Given information:
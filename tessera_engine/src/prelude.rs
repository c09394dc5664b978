// Copyright (C) 2023 setzer22 and contributors
//
// This Source Code Form is subject to the terms of the Mozilla Public
// License, v. 2.0. If a copy of the MPL was not distributed with this
// file, You can obtain one at https://mozilla.org/MPL/2.0/.

pub use anyhow::{anyhow, bail, Context, Result};

pub use glam::Vec3;

pub use itertools::Itertools;
pub use std::collections::{HashMap, HashSet};

pub use crate::mesh::halfedge;
pub use crate::mesh::halfedge::*;

pub use tessera_commons::geometry::*;
pub use tessera_commons::math::*;
pub use tessera_commons::utils::*;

Exercise description: Print the data above exactly as it reads.

Answer to this problem:
filename tessera_engine/src/prelude.rs
repository c09394dc5664b978
// Copyright (C) 2023 setzer22 and contributors
//
// This Source Code Form is subject to the terms of the Mozilla Public
// License, v. 2.0. If a copy of the MPL was not distributed with this
// file, You can obtain one at https://mozilla.org/MPL/2.0/.

pub use anyhow::{anyhow, bail, Context, Result};

pub use glam::Vec3;

pub use itertools::Itertools;
pub use std::collections::{HashMap, HashSet};

pub use crate::mesh::halfedge;
pub use crate::mesh::halfedge::*;

pub use tessera_commons::geometry::*;
pub use tessera_commons::math::*;
pub use tessera_commons::utils::*;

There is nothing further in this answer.